Ein Film von Frank Vorpahl
Restitution ist politisch gewollt, betonen Annalena Baerbock und Claudia Roth auf Reisen in ehemalige Kolonien. Doch nun wird der Vorwurf laut, mit der Rückgabe von Kunstschätzen würde eine umfassende Wiedergutmachung von Kolonialverbrechen vermieden.
Nachfahren nigerianischer Sklaven kritisieren Rückgabe
Noch vor wenigen Jahren schien es undenkbar: Deutschland gibt einen Großteil der umstrittenen Benin-Bronzen zurück nach Nigeria. Jahrelang hatte man juristisch argumentiert, warum die Bronzen trotz kolonialer Verbrechen "rechtmäßig“ in Deutschland seien. Nun aber - in Zeiten des Postkolonialismus - bestimmen verstärkt moralische Verpflichtungen das kulturpolitische Handeln. Leichter ist es trotzdem nicht geworden. So kritisieren nicht nur Nachfahren nigerianischer Sklaven die aktuelle Rückgabe der weltweit hoch gehandelten Benin-Bronzen, da mit diesen Trophäen Kulturgüter nach Benin-City zurückkehren, die auf verbrecherischem Sklavenhandel beruhen. Wird also an einstige Täter restituiert? Wurden zu wenige Nachfahren von Betroffenen in die Restitutions-Überlegungen mit einbezogen?
Die Rückgabe von Raubkunst führt oft zu Streitigkeiten innerhalb der Länder, an die restituiert wird. Denn an wen genau sollen die geraubten Kulturschätze zurückgegeben werden? An Nationalstaaten, deren willkürliche Grenzen oft selbst Folge des Kolonialismus sind? Oder an die Nachfahren traditioneller Herkunftskulturen innerhalb dieser Staaten, die einst konkrete Opfer kolonialer Übergriffe waren? An das heutige Namibia zum Beispiel oder an die Genozid-Opfer der Herero und Nama? An die Bundesrepublik Nigeria oder an den Oba von Benin-City? An die Republik Kamerun oder an den Fon der Nso, dessen königliche Vorfahren die Deutschen hinrichten ließen und dessen Königspalast sie niederbrannten und ausraubten? Die Debatten darum haben gerade erst begonnen. Welche Argumente sprechen trotzdem für die "Gebt alles zurück“-Forderungen der Kunsthistorikerin Bénédicte Savoy? Und was ist dran an den "Ihr verspielt das Welterbe“ - Warnungen der Ethnologin Brigitta Hauser-Schäublin?
Die kostbaren Handschriften der "Berlinka"

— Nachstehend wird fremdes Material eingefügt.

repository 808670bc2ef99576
use contracts::domain::a001_coin::{
    Coin, CoinAuditInfo, CoinDto, CoinSearchFilter, CoinSearchRequest, CoinsByDegreeStats,
    CoinsByMaterialStats, CoinsByYearStats, CoinsSummaryStats, SimpleSearch,
};
use contracts::shared::page::{Page, PageRequest};
use sea_orm::{Condition, DatabaseConnection};

use super::{query, repository, stats};
use crate::shared::error::ApiError;
use crate::system::audit::AuditorProvider;

/// Выполнить постраничную выборку по условию
async fn fetch_page(
    db: &DatabaseConnection,
    condition: Condition,
    request: &PageRequest,
) -> Result<Page<Coin>, ApiError> {
    let (column, order) = query::resolve_sort(&request.sort)?;
    let (content, total) =
        repository::find_page(db, condition, column, order, request.offset(), request.size)
            .await?;
    Ok(Page::new(content, request, total))
}

pub async fn list_all(db: &DatabaseConnection, page: &PageRequest) -> Result<Page<Coin>, ApiError> {
    fetch_page(db, Condition::all(), page).await
}

pub async fn get_by_id(db: &DatabaseConnection, id: &str) -> Result<Option<Coin>, ApiError> {
    Ok(repository::get_by_id(db, id).await?)
}

pub async fn get_audit_info(
    db: &DatabaseConnection,
    id: &str,
) -> Result<Option<CoinAuditInfo>, ApiError> {
    Ok(repository::get_by_id(db, id)
        .await?
        .map(|coin| coin.audit_info()))
}

/// Простой поиск: либо точное имя, либо год, либо всё
pub async fn search_coins(
    db: &DatabaseConnection,
    request: &CoinSearchRequest,
    page: &PageRequest,
) -> Result<Page<Coin>, ApiError> {
    let condition = match request.criterion() {
        SimpleSearch::ByName(name) => query::name_equals(&name),
        SimpleSearch::ByYear(year) => query::year_equals(year),
        SimpleSearch::All => Condition::all(),
    };
    fetch_page(db, condition, page).await
}

/// Расширенный поиск. Диапазоны проверяются до обращения к БД.
pub async fn advanced_search(
    db: &DatabaseConnection,
    filter: &CoinSearchFilter,
    page: &PageRequest,
) -> Result<Page<Coin>, ApiError> {
    if let Err(message) = filter.validate_ranges() {
        tracing::warn!("advanced search rejected: {}", message);
        return Err(ApiError::InvalidArgument(message));
    }
    fetch_page(db, query::build_condition(filter), page).await
}

/// Монеты, ссылающиеся на коллекцию
pub async fn coins_by_collection(
    db: &DatabaseConnection,
    collection_id: &str,
    page: &PageRequest,
) -> Result<Page<Coin>, ApiError> {
    fetch_page(db, query::collection_equals(collection_id), page).await
}

pub async fn create(
    db: &DatabaseConnection,
    auditor: &dyn AuditorProvider,
    dto: CoinDto,
) -> Result<Coin, ApiError> {
    let coin = Coin::new_for_insert(dto, &auditor.current_auditor(), auditor.now())
        .map_err(|errors| {
            tracing::warn!("coin rejected: {} validation error(s)", errors.len());
            ApiError::Validation(errors)
        })?;

    repository::insert(db, &coin).await?;
    tracing::info!(id = %coin.id, name = %coin.name, "coin created");
    Ok(coin)
}

/// Полная замена. `None`, если монеты нет.
///
/// Тело проверяется раньше поиска записи: некорректный запрос даёт 400
/// даже для несуществующего ID.
pub async fn update(
    db: &DatabaseConnection,
    auditor: &dyn AuditorProvider,
    id: &str,
    dto: CoinDto,
) -> Result<Option<Coin>, ApiError> {
    let now = auditor.now();
    dto.validate_for(now).map_err(ApiError::Validation)?;

    let Some(mut coin) = repository::get_by_id(db, id).await? else {
        return Ok(None);
    };
    coin.replace_from(dto, &auditor.current_auditor(), now)
        .map_err(ApiError::Validation)?;

    repository::update(db, &coin).await?;
    tracing::info!(id = %coin.id, "coin updated");
    Ok(Some(coin))
}

/// Идемпотентное удаление
pub async fn delete(db: &DatabaseConnection, id: &str) -> Result<(), ApiError> {
    if repository::delete_by_id(db, id).await? {
        tracing::info!(id, "coin deleted");
    }
    Ok(())
}

/// Количество монет в хранилище
pub async fn count_all(db: &DatabaseConnection) -> Result<u64, ApiError> {
    Ok(repository::count(db).await?)
}

pub async fn summary_stats(db: &DatabaseConnection) -> Result<CoinsSummaryStats, ApiError> {
    let coins = repository::list_all(db).await?;
    Ok(stats::summarize(&coins))
}

pub async fn stats_by_year(db: &DatabaseConnection) -> Result<Vec<CoinsByYearStats>, ApiError> {
    let coins = repository::list_all(db).await?;
    Ok(stats::count_by_year(&coins))
}

pub async fn stats_by_degree(db: &DatabaseConnection) -> Result<Vec<CoinsByDegreeStats>, ApiError> {
    let coins = repository::list_all(db).await?;
    Ok(stats::count_by_degree(&coins))
}

pub async fn stats_by_material(
    db: &DatabaseConnection,
) -> Result<Vec<CoinsByMaterialStats>, ApiError> {
    let coins = repository::list_all(db).await?;
    Ok(stats::count_by_material(&coins))
}

/// Самые дорогие монеты. Лимит приводится к [1, 100].
pub async fn top_expensive(db: &DatabaseConnection, limit: Option<i64>) -> Result<Vec<Coin>, ApiError> {
    let limit = stats::clamp_top_limit(limit);
    Ok(repository::top_by_price(db, limit).await?)
}
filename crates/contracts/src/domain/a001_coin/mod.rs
pub mod aggregate;
pub mod search;
pub mod stats;

pub use aggregate::{Coin, CoinAuditInfo, CoinDto, CoinId};
pub use search::{AdvancedSearchRequest, CoinSearchFilter, CoinSearchRequest, SimpleSearch};
pub use stats::{
    CoinsByDegreeStats, CoinsByMaterialStats, CoinsByYearStats, CoinsSummaryStats,
    TopExpensiveRequest,
};
use contracts::domain::a001_coin::Coin;
use contracts::domain::a002_coin_collection::CoinCollection;
use contracts::domain::common::AggregateRoot;
use sea_orm::{ConnectionTrait, Database, DatabaseBackend, DatabaseConnection, Statement};
use std::path::Path;

/// Собрать sqlite URL из пути к файлу
pub fn build_sqlite_url(path: &Path) -> String {
    // Normalize path separators and ensure proper URL form on Windows
    let normalized = path.to_string_lossy().replace('\\', "/");
    let needs_leading_slash = !normalized.starts_with('/') && normalized.contains(':');
    let prefix = if needs_leading_slash { "/" } else { "" };
    format!("sqlite://{}{}?mode=rwc", prefix, normalized)
}

/// Открыть БД и создать недостающие таблицы
pub async fn initialize_database(db_file: &Path) -> anyhow::Result<DatabaseConnection> {
    if let Some(parent) = db_file.parent() {
        if !parent.as_os_str().is_empty() {
            std::fs::create_dir_all(parent)?;
        }
    }
    let absolute_path = if db_file.is_absolute() {
        db_file.to_path_buf()
    } else {
        std::env::current_dir()?.join(db_file)
    };

    let db_url = build_sqlite_url(&absolute_path);
    tracing::info!("Opening database: {}", db_url);
    let conn = Database::connect(&db_url).await?;

    ensure_coin_table(&conn).await?;
    ensure_collection_table(&conn).await?;

    Ok(conn)
}

async fn table_exists(conn: &DatabaseConnection, table_name: &str) -> anyhow::Result<bool> {
    let rows = conn
        .query_all(Statement::from_sql_and_values(
            DatabaseBackend::Sqlite,
            "SELECT name FROM sqlite_master WHERE type='table' AND name = ?;",
            [table_name.into()],
        ))
        .await?;
    Ok(!rows.is_empty())
}

async fn execute_all(conn: &DatabaseConnection, statements: &[String]) -> anyhow::Result<()> {
    for sql in statements {
        conn.execute(Statement::from_string(DatabaseBackend::Sqlite, sql.clone()))
            .await?;
    }
    Ok(())
}

async fn ensure_coin_table(conn: &DatabaseConnection) -> anyhow::Result<()> {
    let table = Coin::table_name();
    if table_exists(conn, &table).await? {
        tracing::debug!("Table {} already exists", table);
        return Ok(());
    }

    tracing::info!("Creating {} table ({})", table, Coin::collection_name());
    let statements = [
        format!(
            r#"
            CREATE TABLE {table} (
                id TEXT PRIMARY KEY NOT NULL,
                name TEXT NOT NULL,
                year INTEGER NOT NULL,
                material TEXT NOT NULL,
                weight REAL NOT NULL,
                diameter REAL NOT NULL,
                height REAL NOT NULL,
                price REAL NOT NULL,
                conservation_obverse TEXT NOT NULL,
                conservation_reverse TEXT NOT NULL,
                degree TEXT NOT NULL,
                note TEXT,
                photo_path_obverse TEXT,
                photo_path_reverse TEXT,
                collection_id TEXT,
                created_at TEXT NOT NULL,
                updated_at TEXT NOT NULL,
                created_by TEXT NOT NULL,
                updated_by TEXT NOT NULL
            );
            "#
        ),
        format!("CREATE INDEX idx_{table}_year ON {table} (year);"),
        format!("CREATE INDEX idx_{table}_material ON {table} (material);"),
        format!("CREATE INDEX idx_{table}_price ON {table} (price);"),
        format!("CREATE INDEX idx_{table}_degree ON {table} (degree);"),
        format!("CREATE INDEX idx_{table}_collection_id ON {table} (collection_id);"),
    ];
    execute_all(conn, &statements).await
}

async fn ensure_collection_table(conn: &DatabaseConnection) -> anyhow::Result<()> {
    let table = CoinCollection::table_name();
    if table_exists(conn, &table).await? {
        tracing::debug!("Table {} already exists", table);
        return Ok(());
    }

    tracing::info!("Creating {} table ({})", table, CoinCollection::collection_name());
    let statements = [
        format!(
            r#"
            CREATE TABLE {table} (
                id TEXT PRIMARY KEY NOT NULL,
                name TEXT NOT NULL,
                description TEXT,
                created_at TEXT NOT NULL,
                updated_at TEXT NOT NULL,
                created_by TEXT NOT NULL,
                updated_by TEXT NOT NULL
            );
            "#
        ),
        format!("CREATE UNIQUE INDEX idx_{table}_name ON {table} (name);"),
    ];
    execute_all(conn, &statements).await
}

#[cfg(test)]
mod tests {
    use super::*;

    #[test]
    fn test_build_sqlite_url() {
        assert_eq!(
            build_sqlite_url(Path::new("/var/lib/cointrack/app.db")),
            "sqlite:///var/lib/cointrack/app.db?mode=rwc"
        );
        assert_eq!(
            build_sqlite_url(Path::new("C:\\data\\app.db")),
            "sqlite:///C:/data/app.db?mode=rwc"
        );
    }

    #[tokio::test]
    async fn test_initialize_is_idempotent() {
        let dir = tempfile::tempdir().unwrap();
        let path = dir.path().join("nested").join("coins.db");

        let conn = initialize_database(&path).await.unwrap();
        assert!(table_exists(&conn, "a001_coin").await.unwrap());
        assert!(table_exists(&conn, "a002_coin_collection").await.unwrap());
        drop(conn);

        // Повторный запуск на существующей БД не падает
        let conn = initialize_database(&path).await.unwrap();
        assert!(table_exists(&conn, "a001_coin").await.unwrap());
    }
}
use serde::{Deserialize, Serialize};

/// Степень сохранности стороны монеты (от FDC до нечитаемой)
#[derive(Debug, Clone, Copy, PartialEq, Eq, PartialOrd, Ord, Hash, Serialize, Deserialize)]
#[allow(non_camel_case_types)]
pub enum OptionConservation {
    FDC,
    qFDC,
    SPL,
    qSPL,
    BB,
    qBB,
    MB,
    B,
    D,
    ILLEGIBILE,
}

impl OptionConservation {
    /// Символьный код
    pub fn code(&self) -> &'static str {
        match self {
            OptionConservation::FDC => "FDC",
            OptionConservation::qFDC => "qFDC",
            OptionConservation::SPL => "SPL",
            OptionConservation::qSPL => "qSPL",
            OptionConservation::BB => "BB",
            OptionConservation::qBB => "qBB",
            OptionConservation::MB => "MB",
            OptionConservation::B => "B",
            OptionConservation::D => "D",
            OptionConservation::ILLEGIBILE => "ILLEGIBILE",
        }
    }

    /// Позиция на шкале: 0 для FDC, 9 для ILLEGIBILE
    pub fn ordinal(&self) -> u8 {
        *self as u8
    }

    /// Человекочитаемое название
    pub fn wording(&self) -> &'static str {
        match self {
            OptionConservation::FDC => "Fior di conio",
            OptionConservation::qFDC => "Quasi fior di conio",
            OptionConservation::SPL => "Splendido",
            OptionConservation::qSPL => "Quasi splendido",
            OptionConservation::BB => "Bellissimo",
            OptionConservation::qBB => "Quasi bellissimo",
            OptionConservation::MB => "Molto bello",
            OptionConservation::B => "Bello",
            OptionConservation::D => "Discreto",
            OptionConservation::ILLEGIBILE => "Illegibile",
        }
    }

    pub fn all() -> Vec<OptionConservation> {
        vec![
            OptionConservation::FDC,
            OptionConservation::qFDC,
            OptionConservation::SPL,
            OptionConservation::qSPL,
            OptionConservation::BB,
            OptionConservation::qBB,
            OptionConservation::MB,
            OptionConservation::B,
            OptionConservation::D,
            OptionConservation::ILLEGIBILE,
        ]
    }

    /// Парсинг из символьного кода (регистр важен: "qFDC" != "QFDC")
    pub fn from_code(code: &str) -> Option<Self> {
        Self::all().into_iter().find(|c| c.code() == code)
    }
}

impl std::fmt::Display for OptionConservation {
    fn fmt(&self, f: &mut std::fmt::Formatter<'_>) -> std::fmt::Result {
        write!(f, "{}", self.code())
    }
}
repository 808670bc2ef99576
//! Параметры поиска монет (простой и расширенный)

use serde::{Deserialize, Serialize};

use crate::enums::{NumismaticRarity, OptionConservation};
use crate::shared::query::{empty_as_none, split_list};
use crate::shared::validation::{FieldError, ValidationErrors, ValidationRules};

const NON_NEGATIVE: ValidationRules = ValidationRules::none().with_min(0.0);

/// Query-параметры `GET /api/coins/search`
#[derive(Debug, Clone, Default, Serialize, Deserialize)]
pub struct CoinSearchRequest {
    pub name: Option<String>,
    #[serde(default, deserialize_with = "empty_as_none")]
    pub year: Option<i32>,
}

/// Критерий простого поиска: применяется не более одного фильтра
#[derive(Debug, Clone, PartialEq, Eq)]
pub enum SimpleSearch {
    /// Точное совпадение имени (с учётом регистра)
    ByName(String),
    ByYear(i32),
    All,
}

impl CoinSearchRequest {
    /// Непустое имя имеет приоритет над годом
    pub fn criterion(&self) -> SimpleSearch {
        match (&self.name, self.year) {
            (Some(name), _) if !name.trim().is_empty() => SimpleSearch::ByName(name.clone()),
            (_, Some(year)) => SimpleSearch::ByYear(year),
            _ => SimpleSearch::All,
        }
    }
}

/// Query-параметры `GET /api/coins/advanced-search` в сыром виде
///
/// Списки передаются через запятую (`degreeIn=R5,R4`) или повтором ключа.
#[derive(Debug, Clone, Default, Serialize, Deserialize)]
#[serde(rename_all = "camelCase")]
pub struct AdvancedSearchRequest {
    pub name: Option<String>,
    pub material: Option<String>,
    pub degree: Option<String>,
    #[serde(default)]
    pub degree_in: Vec<String>,
    #[serde(default)]
    pub conservation_obverse_in: Vec<String>,
    #[serde(default, deserialize_with = "empty_as_none")]
    pub min_year: Option<i32>,
    #[serde(default, deserialize_with = "empty_as_none")]
    pub max_year: Option<i32>,
    #[serde(default, deserialize_with = "empty_as_none")]
    pub min_price: Option<f64>,
    #[serde(default, deserialize_with = "empty_as_none")]
    pub max_price: Option<f64>,
}

impl AdvancedSearchRequest {
    /// Проверка границ отдельных параметров (все должны быть >= 0)
    pub fn constraint_violations(&self) -> Vec<FieldError> {
        let mut errors = ValidationErrors::new();
        let bounds = [
            ("minYear", self.min_year.map(f64::from)),
            ("maxYear", self.max_year.map(f64::from)),
            ("minPrice", self.min_price),
            ("maxPrice", self.max_price),
        ];
        for (name, value) in bounds {
            if let Some(v) = value {
                errors.check(NON_NEGATIVE.validate_number(v, name).map_err(FieldError::into_path));
            }
        }
        errors.into_errors()
    }

    /// Разбор в типизированный фильтр
    ///
    /// `degree` и `degreeIn` сводятся в одно множество: непустой `degreeIn`
    /// имеет приоритет, иначе используется одиночный `degree`.
    pub fn into_filter(self) -> Result<CoinSearchFilter, String> {
        let mut degrees = parse_list(&self.degree_in, NumismaticRarity::from_code, "degreeIn")?;
        if degrees.is_empty() {
            let single: Vec<String> = self.degree.into_iter().collect();
            degrees = parse_list(&single, NumismaticRarity::from_code, "degree")?;
            degrees.truncate(1);
        }
        let conservation_obverse_in = parse_list(
            &self.conservation_obverse_in,
            OptionConservation::from_code,
            "conservationObverseIn",
        )?;

        Ok(CoinSearchFilter {
            name_contains: non_blank(self.name),
            material_contains: non_blank(self.material),
            degrees,
            conservation_obverse_in,
            min_year: self.min_year,
            max_year: self.max_year,
            min_price: self.min_price,
            max_price: self.max_price,
        })
    }
}

fn non_blank(value: Option<String>) -> Option<String> {
    value.filter(|v| !v.trim().is_empty())
}

fn parse_list<T: PartialEq>(
    raw: &[String],
    parse: fn(&str) -> Option<T>,
    param: &str,
) -> Result<Vec<T>, String> {
    let mut values = Vec::new();
    for code in split_list(raw) {
        let value = parse(code).ok_or_else(|| format!("Invalid value '{}' for parameter {}", code, param))?;
        if !values.contains(&value) {
            values.push(value);
        }
    }
    Ok(values)
}

/// Типизированный фильтр расширенного поиска
///
/// Все заданные условия объединяются через AND. Пустое множество
/// означает отсутствие фильтра по этому полю.
#[derive(Debug, Clone, Default, PartialEq)]
pub struct CoinSearchFilter {
    /// Подстрока имени без учёта регистра (буквально, не шаблон)
    pub name_contains: Option<String>,
    /// Подстрока материала без учёта регистра
    pub material_contains: Option<String>,
    pub degrees: Vec<NumismaticRarity>,
    pub conservation_obverse_in: Vec<OptionConservation>,
    pub min_year: Option<i32>,
    pub max_year: Option<i32>,
    pub min_price: Option<f64>,
    pub max_price: Option<f64>,
}

impl CoinSearchFilter {
    /// Проверка диапазонов: min <= max, если заданы обе границы
    pub fn validate_ranges(&self) -> Result<(), String> {
        if let (Some(min), Some(max)) = (self.min_year, self.max_year) {
            if min > max {
                return Err(format!(
                    "minYear ({}) must be less than or equal to maxYear ({})",
                    min, max
                ));
            }
        }
        if let (Some(min), Some(max)) = (self.min_price, self.max_price) {
            if min > max {
                return Err(format!(
                    "minPrice ({}) must be less than or equal to maxPrice ({})",
                    min, max
                ));
            }
        }
        Ok(())
    }
}

#[cfg(test)]
mod tests {
    use super::*;

    #[test]
    fn test_simple_search_precedence() {
        let req = CoinSearchRequest {
            name: Some("Marengo".into()),
            year: Some(1801),
        };
        assert_eq!(req.criterion(), SimpleSearch::ByName("Marengo".into()));

        let req = CoinSearchRequest {
            name: Some("  ".into()),
            year: Some(1801),
        };
        assert_eq!(req.criterion(), SimpleSearch::ByYear(1801));

        assert_eq!(CoinSearchRequest::default().criterion(), SimpleSearch::All);
    }

    #[test]
    fn test_degree_set_takes_precedence() {
        let req = AdvancedSearchRequest {
            degree: Some("C".into()),
            degree_in: vec!["R5, R4".into(), "R5".into()],
            ..Default::default()
        };
        let filter = req.into_filter().unwrap();
        assert_eq!(filter.degrees, vec![NumismaticRarity::R5, NumismaticRarity::R4]);

        let req = AdvancedSearchRequest {
            degree: Some("C".into()),
            degree_in: vec!["".into()],
            ..Default::default()
        };
        assert_eq!(req.into_filter().unwrap().degrees, vec![NumismaticRarity::C]);

        let filter = AdvancedSearchRequest::default().into_filter().unwrap();
        assert!(filter.degrees.is_empty());
        assert!(filter.conservation_obverse_in.is_empty());
    }

    #[test]
    fn test_unknown_enum_literal_rejected() {
        let req = AdvancedSearchRequest {
            conservation_obverse_in: vec!["FDC,XF".into()],
            ..Default::default()
        };
        let err = req.into_filter().unwrap_err();
        assert!(err.contains("'XF'"));
        assert!(err.contains("conservationObverseIn"));
    }

    #[test]
    fn test_blank_substrings_are_ignored() {
        let req = AdvancedSearchRequest {
            name: Some(" ".into()),
            material: Some("gold".into()),
            ..Default::default()
        };
        let filter = req.into_filter().unwrap();
        assert_eq!(filter.name_contains, None);
        assert_eq!(filter.material_contains.as_deref(), Some("gold"));
    }

    #[test]
    fn test_range_validation() {
        let filter = CoinSearchFilter {
            min_year: Some(2000),
            max_year: Some(1990),
            ..Default::default()
        };
        let err = filter.validate_ranges().unwrap_err();
        assert!(err.contains("minYear"));

        let filter = CoinSearchFilter {
            min_price: Some(10.0),
            max_price: Some(10.0),
            min_year: Some(1990),
            ..Default::default()
        };
        assert!(filter.validate_ranges().is_ok());

        let filter = CoinSearchFilter {
            min_price: Some(10.5),
            max_price: Some(3.0),
            ..Default::default()
        };
        assert!(filter.validate_ranges().unwrap_err().contains("minPrice"));
    }

    #[test]
    fn test_negative_bounds_are_constraint_violations() {
        let req = AdvancedSearchRequest {
            min_year: Some(-5),
            max_price: Some(-0.1),
            min_price: Some(0.0),
            ..Default::default()
        };
        let errors = req.constraint_violations();
        assert_eq!(errors.len(), 2);
        assert_eq!(errors[0].path.as_deref(), Some("minYear"));
        assert_eq!(errors[1].path.as_deref(), Some("maxPrice"));
        assert!(errors[0].field.is_none());
    }
}
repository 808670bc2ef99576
use axum::http::{header, Method};
use axum::{middleware, routing::get, Router};
use tower_http::cors::{Any, CorsLayer};

use crate::handlers;
use crate::system::middleware::request_logger::request_logger;
use crate::system::state::AppState;

/// Конфигурация всех роутов приложения
pub fn configure_routes(state: AppState) -> Router {
    let cors = CorsLayer::new()
        .allow_origin(Any)
        .allow_methods([
            Method::GET,
            Method::POST,
            Method::PUT,
            Method::DELETE,
            Method::OPTIONS,
        ])
        .allow_headers([header::CONTENT_TYPE, header::ACCEPT]);

    Router::new()
        .route("/health", get(|| async { "ok" }))
        // ========================================
        // A001 COINS
        // ========================================
        .route(
            "/api/coins",
            get(handlers::a001_coin::list_all).post(handlers::a001_coin::create),
        )
        .route("/api/coins/search", get(handlers::a001_coin::search))
        .route(
            "/api/coins/advanced-search",
            get(handlers::a001_coin::advanced_search),
        )
        // Statistics
        .route(
            "/api/coins/stats/summary",
            get(handlers::a001_coin::summary_stats),
        )
        .route(
            "/api/coins/stats/by-year",
            get(handlers::a001_coin::stats_by_year),
        )
        .route(
            "/api/coins/stats/by-degree",
            get(handlers::a001_coin::stats_by_degree),
        )
        .route(
            "/api/coins/stats/by-material",
            get(handlers::a001_coin::stats_by_material),
        )
        .route(
            "/api/coins/stats/top-expensive",
            get(handlers::a001_coin::top_expensive),
        )
        .route(
            "/api/coins/:id",
            get(handlers::a001_coin::get_by_id)
                .put(handlers::a001_coin::update)
                .delete(handlers::a001_coin::delete),
        )
        .route(
            "/api/coins/:id/audit",
            get(handlers::a001_coin::get_audit_info),
        )
        // ========================================
        // A002 COLLECTIONS
        // ========================================
        .route(
            "/api/collections",
            get(handlers::a002_coin_collection::list_all)
                .post(handlers::a002_coin_collection::create),
        )
        .route(
            "/api/collections/:id",
            get(handlers::a002_coin_collection::get_by_id)
                .put(handlers::a002_coin_collection::update)
                .delete(handlers::a002_coin_collection::delete),
        )
        .route(
            "/api/collections/:id/coins",
            get(handlers::a002_coin_collection::list_coins),
        )
        .layer(middleware::from_fn(request_logger))
        .layer(cors)
        .with_state(state)
}
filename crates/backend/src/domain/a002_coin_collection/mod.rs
pub mod repository;
pub mod service;
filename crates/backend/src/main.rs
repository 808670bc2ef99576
pub mod domain;
pub mod handlers;
pub mod routes;
pub mod shared;
pub mod system;

#[cfg(test)]
mod test_support;

use std::net::SocketAddr;
use std::sync::Arc;

use tokio::net::TcpListener;

use crate::system::audit::StaticAuditor;
use crate::system::state::AppState;

#[tokio::main]
async fn main() -> anyhow::Result<()> {
    let log_file = system::tracing::initialize()?;
    tracing::info!("Logging to {}", log_file.display());

    let config = shared::config::load_config()?;
    let db_path = shared::config::get_database_path(&config);

    let db = shared::data::db::initialize_database(&db_path)
        .await
        .map_err(|e| anyhow::anyhow!("db init failed: {e}"))?;
    let coins = domain::a001_coin::service::count_all(&db).await?;
    tracing::info!("Database ready at {}: {} coin(s)", db_path.display(), coins);

    let auditor = Arc::new(StaticAuditor::new(config.audit.default_actor.clone()));
    let app = routes::configure_routes(AppState::new(db, auditor));

    let addr: SocketAddr = format!("{}:{}", config.server.host, config.server.port)
        .parse()
        .map_err(|e| anyhow::anyhow!("invalid server address: {e}"))?;
    let listener = TcpListener::bind(addr).await?;
    tracing::info!("Server listening on http://{}", addr);

    axum::serve(listener, app).await?;
    Ok(())
}
use serde::{Deserialize, Serialize};

/// Степень редкости монеты (нумизматическая шкала R5..C)
///
/// Порядок объявления вариантов совпадает с порядком шкалы: от уникальной
/// монеты (R5) до обычной (C). `Ord` опирается именно на этот порядок.
#[derive(Debug, Clone, Copy, PartialEq, Eq, PartialOrd, Ord, Hash, Serialize, Deserialize)]
pub enum NumismaticRarity {
    R5,
    R4,
    R3,
    R2,
    R,
    NC,
    C,
}

impl NumismaticRarity {
    /// Символьный код (так значение хранится в БД и передаётся по сети)
    pub fn code(&self) -> &'static str {
        match self {
            NumismaticRarity::R5 => "R5",
            NumismaticRarity::R4 => "R4",
            NumismaticRarity::R3 => "R3",
            NumismaticRarity::R2 => "R2",
            NumismaticRarity::R => "R",
            NumismaticRarity::NC => "NC",
            NumismaticRarity::C => "C",
        }
    }

    /// Позиция на шкале: 0 для R5, 6 для C
    pub fn ordinal(&self) -> u8 {
        *self as u8
    }

    /// Человекочитаемое название степени редкости
    pub fn wording(&self) -> &'static str {
        match self {
            NumismaticRarity::R5 => "Unica",
            NumismaticRarity::R4 => "Estremamente rara",
            NumismaticRarity::R3 => "Rarissima",
            NumismaticRarity::R2 => "Molto rara",
            NumismaticRarity::R => "Rara",
            NumismaticRarity::NC => "Non comune",
            NumismaticRarity::C => "Comune",
        }
    }

    /// Все значения в порядке шкалы
    pub fn all() -> Vec<NumismaticRarity> {
        vec![
            NumismaticRarity::R5,
            NumismaticRarity::R4,
            NumismaticRarity::R3,
            NumismaticRarity::R2,
            NumismaticRarity::R,
            NumismaticRarity::NC,
            NumismaticRarity::C,
        ]
    }

    /// Парсинг из символьного кода
    pub fn from_code(code: &str) -> Option<Self> {
        match code {
            "R5" => Some(NumismaticRarity::R5),
            "R4" => Some(NumismaticRarity::R4),
            "R3" => Some(NumismaticRarity::R3),
            "R2" => Some(NumismaticRarity::R2),
            "R" => Some(NumismaticRarity::R),
            "NC" => Some(NumismaticRarity::NC),
            "C" => Some(NumismaticRarity::C),
            _ => None,
        }
    }
}

impl std::fmt::Display for NumismaticRarity {
    fn fmt(&self, f: &mut std::fmt::Formatter<'_>) -> std::fmt::Result {
        write!(f, "{}", self.code())
    }
}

Die Kehrtwende in Sachen Raubkunst betrifft nicht nur den globalen Süden, sondern auch Europa. In aller Stille ringen Polen und Deutsche um die kostbaren Handschriften der "Berlinka" in Krakow: um Beethovens 8. Sinfonie, Schillers Doktorarbeit oder Humboldts einmalige Zeichnungen. Und auch das indigene Volk der Samí im hohen Norden Skandinaviens, hat berechtigte Rückgabeforderungen - nicht nur an Berlin.
All diese Fälle sind ein kleiner Krimi für sich – und werfen zugleich prinzipielle Fragen auf: Wie intensiv müssen sich die Groß- und Kolonialmächte von einst auf die Rückgaben von Kulturschätzen einlassen, um die Wunden der Vergangenheit zu heilen? Oder versuchen sie durch das Herausrücken von Kulturschätzen eine umfassende Wiedergutmachung von Völkermord, Plünderei und Verschleppung zu vermeiden, wie Aktivist:innen vermuten? Ob strahlende Museums-Preziosen oder fast vergessene Beutekunst-Trophäen - sie sind plötzlich ins Fadenkreuz der großen Weltpolitik geraten.